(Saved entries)
◆ ◆ ◆ ◆ ◆
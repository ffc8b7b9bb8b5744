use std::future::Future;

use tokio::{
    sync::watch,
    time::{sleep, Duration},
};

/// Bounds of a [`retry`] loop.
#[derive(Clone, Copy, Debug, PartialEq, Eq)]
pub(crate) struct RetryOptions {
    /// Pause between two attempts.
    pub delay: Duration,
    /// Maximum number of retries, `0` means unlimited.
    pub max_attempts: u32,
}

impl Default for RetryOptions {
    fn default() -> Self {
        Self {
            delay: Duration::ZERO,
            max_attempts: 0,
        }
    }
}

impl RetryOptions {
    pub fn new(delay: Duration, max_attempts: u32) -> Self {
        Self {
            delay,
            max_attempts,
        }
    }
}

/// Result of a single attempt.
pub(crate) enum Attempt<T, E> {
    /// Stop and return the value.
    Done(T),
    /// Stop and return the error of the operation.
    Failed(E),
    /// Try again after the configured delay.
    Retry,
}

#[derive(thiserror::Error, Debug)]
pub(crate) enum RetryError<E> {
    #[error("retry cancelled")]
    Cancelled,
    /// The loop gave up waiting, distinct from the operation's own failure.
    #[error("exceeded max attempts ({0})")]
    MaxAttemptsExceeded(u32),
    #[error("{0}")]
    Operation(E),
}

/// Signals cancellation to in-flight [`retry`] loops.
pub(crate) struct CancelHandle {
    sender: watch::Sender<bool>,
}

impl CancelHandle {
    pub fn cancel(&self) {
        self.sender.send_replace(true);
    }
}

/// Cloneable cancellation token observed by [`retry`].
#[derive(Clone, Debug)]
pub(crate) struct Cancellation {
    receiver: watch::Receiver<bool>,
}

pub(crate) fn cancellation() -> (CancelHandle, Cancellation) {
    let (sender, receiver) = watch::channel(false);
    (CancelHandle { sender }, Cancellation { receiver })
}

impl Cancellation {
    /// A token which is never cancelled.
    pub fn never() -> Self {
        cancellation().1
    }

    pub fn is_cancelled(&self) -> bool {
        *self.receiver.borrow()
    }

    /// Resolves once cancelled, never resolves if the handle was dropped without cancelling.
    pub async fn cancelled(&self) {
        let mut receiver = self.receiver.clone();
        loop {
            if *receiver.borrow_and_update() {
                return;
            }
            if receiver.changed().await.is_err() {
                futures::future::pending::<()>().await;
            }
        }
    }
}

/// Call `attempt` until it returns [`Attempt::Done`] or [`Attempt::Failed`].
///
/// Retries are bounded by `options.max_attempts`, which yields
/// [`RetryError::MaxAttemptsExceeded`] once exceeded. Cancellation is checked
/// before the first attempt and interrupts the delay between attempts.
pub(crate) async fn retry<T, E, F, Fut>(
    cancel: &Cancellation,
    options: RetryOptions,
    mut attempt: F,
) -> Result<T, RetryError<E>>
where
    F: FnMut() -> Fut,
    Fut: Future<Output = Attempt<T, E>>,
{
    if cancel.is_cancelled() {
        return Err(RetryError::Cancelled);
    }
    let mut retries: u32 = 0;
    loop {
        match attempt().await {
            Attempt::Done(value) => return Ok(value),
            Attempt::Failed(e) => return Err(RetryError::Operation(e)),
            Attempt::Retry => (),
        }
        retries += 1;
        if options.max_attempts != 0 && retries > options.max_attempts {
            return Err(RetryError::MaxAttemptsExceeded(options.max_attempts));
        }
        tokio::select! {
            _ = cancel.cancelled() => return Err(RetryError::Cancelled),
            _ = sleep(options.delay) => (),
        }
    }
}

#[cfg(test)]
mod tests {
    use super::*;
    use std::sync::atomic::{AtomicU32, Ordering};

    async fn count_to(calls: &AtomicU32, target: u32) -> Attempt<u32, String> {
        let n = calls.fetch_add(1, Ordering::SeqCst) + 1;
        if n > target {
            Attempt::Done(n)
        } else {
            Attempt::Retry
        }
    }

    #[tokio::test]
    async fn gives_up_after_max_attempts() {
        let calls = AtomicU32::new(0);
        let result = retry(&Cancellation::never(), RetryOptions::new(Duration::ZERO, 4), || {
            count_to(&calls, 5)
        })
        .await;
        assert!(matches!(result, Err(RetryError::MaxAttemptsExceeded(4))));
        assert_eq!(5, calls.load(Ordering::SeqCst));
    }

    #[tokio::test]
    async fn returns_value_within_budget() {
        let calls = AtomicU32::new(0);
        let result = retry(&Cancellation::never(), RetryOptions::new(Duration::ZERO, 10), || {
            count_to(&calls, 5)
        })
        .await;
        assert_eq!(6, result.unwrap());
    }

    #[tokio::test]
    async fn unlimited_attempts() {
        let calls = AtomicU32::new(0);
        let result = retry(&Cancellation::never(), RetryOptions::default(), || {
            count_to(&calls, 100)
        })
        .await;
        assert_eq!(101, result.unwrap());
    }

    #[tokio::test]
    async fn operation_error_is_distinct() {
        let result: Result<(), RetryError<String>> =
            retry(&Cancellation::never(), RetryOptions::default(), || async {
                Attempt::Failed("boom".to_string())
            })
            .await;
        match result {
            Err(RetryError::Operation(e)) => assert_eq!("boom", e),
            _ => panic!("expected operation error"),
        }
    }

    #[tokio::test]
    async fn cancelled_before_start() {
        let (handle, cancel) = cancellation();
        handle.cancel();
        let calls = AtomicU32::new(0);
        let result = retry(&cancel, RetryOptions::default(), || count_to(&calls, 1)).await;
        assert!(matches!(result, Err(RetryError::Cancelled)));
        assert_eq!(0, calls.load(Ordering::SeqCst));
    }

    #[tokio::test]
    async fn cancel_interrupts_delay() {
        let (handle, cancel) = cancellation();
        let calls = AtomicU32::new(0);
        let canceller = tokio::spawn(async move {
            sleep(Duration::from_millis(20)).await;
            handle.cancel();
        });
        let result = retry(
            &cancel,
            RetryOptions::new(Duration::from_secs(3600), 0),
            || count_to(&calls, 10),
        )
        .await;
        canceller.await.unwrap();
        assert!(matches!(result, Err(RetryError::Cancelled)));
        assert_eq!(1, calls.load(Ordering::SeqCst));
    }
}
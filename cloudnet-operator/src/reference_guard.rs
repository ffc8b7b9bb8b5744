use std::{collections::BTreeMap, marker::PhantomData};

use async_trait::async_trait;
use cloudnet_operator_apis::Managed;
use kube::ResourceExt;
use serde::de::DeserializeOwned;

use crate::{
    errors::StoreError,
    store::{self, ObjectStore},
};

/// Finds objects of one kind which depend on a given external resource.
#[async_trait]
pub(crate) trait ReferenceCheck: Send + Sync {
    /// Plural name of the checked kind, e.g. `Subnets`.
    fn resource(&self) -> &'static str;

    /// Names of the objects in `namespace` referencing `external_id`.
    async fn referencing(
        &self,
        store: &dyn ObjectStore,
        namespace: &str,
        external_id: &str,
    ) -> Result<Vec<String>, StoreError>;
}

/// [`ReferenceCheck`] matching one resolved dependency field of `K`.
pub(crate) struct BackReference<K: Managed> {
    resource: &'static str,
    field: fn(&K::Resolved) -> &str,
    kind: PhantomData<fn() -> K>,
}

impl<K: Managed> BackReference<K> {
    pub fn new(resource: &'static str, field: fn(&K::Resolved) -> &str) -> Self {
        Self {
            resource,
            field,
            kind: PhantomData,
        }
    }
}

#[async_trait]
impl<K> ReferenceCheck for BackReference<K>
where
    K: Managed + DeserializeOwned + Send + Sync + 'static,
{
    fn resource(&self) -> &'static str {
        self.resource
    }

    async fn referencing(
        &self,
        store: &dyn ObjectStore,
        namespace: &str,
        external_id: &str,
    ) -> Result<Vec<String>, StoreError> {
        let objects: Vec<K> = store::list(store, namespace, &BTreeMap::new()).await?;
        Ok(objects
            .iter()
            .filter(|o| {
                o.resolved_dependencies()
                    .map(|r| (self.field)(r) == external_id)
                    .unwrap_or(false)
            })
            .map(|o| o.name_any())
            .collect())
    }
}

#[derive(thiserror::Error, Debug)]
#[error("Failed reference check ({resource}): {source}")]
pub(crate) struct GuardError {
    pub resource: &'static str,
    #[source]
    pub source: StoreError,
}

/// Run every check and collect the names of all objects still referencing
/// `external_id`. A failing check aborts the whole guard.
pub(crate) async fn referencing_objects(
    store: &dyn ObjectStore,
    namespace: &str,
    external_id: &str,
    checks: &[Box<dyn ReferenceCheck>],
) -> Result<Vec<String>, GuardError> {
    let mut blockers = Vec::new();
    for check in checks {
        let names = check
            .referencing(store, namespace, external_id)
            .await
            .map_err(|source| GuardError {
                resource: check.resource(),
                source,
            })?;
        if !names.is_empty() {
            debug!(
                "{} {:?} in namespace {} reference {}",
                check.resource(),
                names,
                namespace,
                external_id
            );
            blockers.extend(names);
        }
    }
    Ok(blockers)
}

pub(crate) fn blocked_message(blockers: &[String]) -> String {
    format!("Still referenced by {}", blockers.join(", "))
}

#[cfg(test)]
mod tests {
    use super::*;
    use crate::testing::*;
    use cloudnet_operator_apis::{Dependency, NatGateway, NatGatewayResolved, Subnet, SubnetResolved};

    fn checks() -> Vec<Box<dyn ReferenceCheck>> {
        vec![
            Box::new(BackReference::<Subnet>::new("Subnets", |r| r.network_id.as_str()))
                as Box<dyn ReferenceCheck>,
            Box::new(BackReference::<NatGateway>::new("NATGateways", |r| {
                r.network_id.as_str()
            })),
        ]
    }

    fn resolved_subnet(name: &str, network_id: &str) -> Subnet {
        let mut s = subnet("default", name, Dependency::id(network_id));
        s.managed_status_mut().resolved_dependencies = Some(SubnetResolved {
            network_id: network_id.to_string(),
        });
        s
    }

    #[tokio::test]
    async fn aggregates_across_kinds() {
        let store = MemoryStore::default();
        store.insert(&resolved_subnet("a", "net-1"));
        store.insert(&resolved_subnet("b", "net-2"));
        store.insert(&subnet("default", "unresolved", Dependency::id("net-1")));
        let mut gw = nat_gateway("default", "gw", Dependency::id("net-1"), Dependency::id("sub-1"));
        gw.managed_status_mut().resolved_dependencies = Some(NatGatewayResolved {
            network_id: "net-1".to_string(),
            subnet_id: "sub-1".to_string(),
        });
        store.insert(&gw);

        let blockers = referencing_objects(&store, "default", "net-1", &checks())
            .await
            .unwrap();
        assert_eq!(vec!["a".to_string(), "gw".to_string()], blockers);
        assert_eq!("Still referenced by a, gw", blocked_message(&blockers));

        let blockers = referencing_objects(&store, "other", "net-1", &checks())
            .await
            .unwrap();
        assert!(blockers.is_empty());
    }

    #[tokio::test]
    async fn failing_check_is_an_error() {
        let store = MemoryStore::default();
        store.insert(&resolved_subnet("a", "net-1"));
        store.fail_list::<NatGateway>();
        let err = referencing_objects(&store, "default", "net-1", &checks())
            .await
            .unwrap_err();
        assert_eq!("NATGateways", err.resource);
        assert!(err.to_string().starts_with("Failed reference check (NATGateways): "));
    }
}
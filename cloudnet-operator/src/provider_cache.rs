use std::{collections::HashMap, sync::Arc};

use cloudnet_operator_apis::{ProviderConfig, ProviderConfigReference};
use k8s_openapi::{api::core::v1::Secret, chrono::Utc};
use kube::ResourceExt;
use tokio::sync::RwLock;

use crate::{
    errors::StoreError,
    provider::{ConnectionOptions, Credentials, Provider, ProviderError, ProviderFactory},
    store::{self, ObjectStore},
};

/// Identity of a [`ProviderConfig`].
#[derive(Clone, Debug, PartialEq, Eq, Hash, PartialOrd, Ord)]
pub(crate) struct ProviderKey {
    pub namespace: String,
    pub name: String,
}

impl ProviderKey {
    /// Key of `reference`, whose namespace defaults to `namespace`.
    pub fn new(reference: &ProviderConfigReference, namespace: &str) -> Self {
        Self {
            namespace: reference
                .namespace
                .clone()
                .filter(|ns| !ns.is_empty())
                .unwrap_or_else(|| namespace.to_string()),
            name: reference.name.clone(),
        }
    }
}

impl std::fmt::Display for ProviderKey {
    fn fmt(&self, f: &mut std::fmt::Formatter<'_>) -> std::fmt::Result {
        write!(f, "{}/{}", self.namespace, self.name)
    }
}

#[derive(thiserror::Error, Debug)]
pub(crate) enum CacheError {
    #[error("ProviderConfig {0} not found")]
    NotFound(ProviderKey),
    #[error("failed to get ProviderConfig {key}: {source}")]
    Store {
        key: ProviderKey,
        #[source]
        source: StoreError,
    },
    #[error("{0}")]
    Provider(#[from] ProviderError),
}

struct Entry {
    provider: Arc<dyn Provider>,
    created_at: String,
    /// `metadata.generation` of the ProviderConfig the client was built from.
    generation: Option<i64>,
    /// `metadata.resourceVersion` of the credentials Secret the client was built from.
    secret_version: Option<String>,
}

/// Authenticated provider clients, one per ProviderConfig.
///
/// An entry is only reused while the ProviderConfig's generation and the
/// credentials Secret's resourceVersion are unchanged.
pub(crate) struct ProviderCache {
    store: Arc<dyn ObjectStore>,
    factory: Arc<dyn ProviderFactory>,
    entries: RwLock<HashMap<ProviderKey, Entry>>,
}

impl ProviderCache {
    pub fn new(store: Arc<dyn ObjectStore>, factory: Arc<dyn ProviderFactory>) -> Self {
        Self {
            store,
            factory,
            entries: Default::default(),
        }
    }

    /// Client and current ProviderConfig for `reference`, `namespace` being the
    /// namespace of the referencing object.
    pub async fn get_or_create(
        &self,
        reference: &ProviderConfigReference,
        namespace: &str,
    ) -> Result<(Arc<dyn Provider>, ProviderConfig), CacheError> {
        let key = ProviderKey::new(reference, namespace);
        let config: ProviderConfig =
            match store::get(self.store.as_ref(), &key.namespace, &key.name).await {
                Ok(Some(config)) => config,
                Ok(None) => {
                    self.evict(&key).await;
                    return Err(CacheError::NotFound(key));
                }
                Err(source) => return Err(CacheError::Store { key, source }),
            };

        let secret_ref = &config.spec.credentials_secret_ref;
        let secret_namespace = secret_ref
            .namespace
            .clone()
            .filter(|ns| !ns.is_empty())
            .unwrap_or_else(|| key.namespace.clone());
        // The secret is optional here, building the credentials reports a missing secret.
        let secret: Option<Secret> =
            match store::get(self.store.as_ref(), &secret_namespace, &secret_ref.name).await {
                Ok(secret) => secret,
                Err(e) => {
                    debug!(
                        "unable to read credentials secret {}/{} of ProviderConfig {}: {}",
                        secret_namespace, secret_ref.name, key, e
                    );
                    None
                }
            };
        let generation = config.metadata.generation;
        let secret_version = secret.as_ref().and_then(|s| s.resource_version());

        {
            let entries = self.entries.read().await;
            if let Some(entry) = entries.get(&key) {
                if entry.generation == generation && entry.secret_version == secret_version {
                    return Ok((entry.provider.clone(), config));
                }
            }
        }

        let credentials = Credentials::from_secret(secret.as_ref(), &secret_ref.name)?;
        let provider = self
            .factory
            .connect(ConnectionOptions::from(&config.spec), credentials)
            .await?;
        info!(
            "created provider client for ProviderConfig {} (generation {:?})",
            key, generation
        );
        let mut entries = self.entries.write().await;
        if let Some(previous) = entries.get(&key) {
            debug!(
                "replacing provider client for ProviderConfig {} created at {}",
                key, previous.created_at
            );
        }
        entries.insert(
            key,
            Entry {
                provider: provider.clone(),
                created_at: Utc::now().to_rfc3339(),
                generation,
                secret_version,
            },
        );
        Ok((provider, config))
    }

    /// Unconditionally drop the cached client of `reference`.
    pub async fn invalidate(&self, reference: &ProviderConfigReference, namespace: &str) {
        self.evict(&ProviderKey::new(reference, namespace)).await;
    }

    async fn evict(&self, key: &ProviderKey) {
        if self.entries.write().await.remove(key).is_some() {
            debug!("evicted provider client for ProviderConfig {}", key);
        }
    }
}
◆ ◆ ◆ ◆ ◆
■ Aim of the exercise ■
Look through the data above. Copy every line with the string "watch" in it.

■ Solved exercise ■
    sync::watch,
    sender: watch::Sender<bool>,
    receiver: watch::Receiver<bool>,
    let (sender, receiver) = watch::channel(false);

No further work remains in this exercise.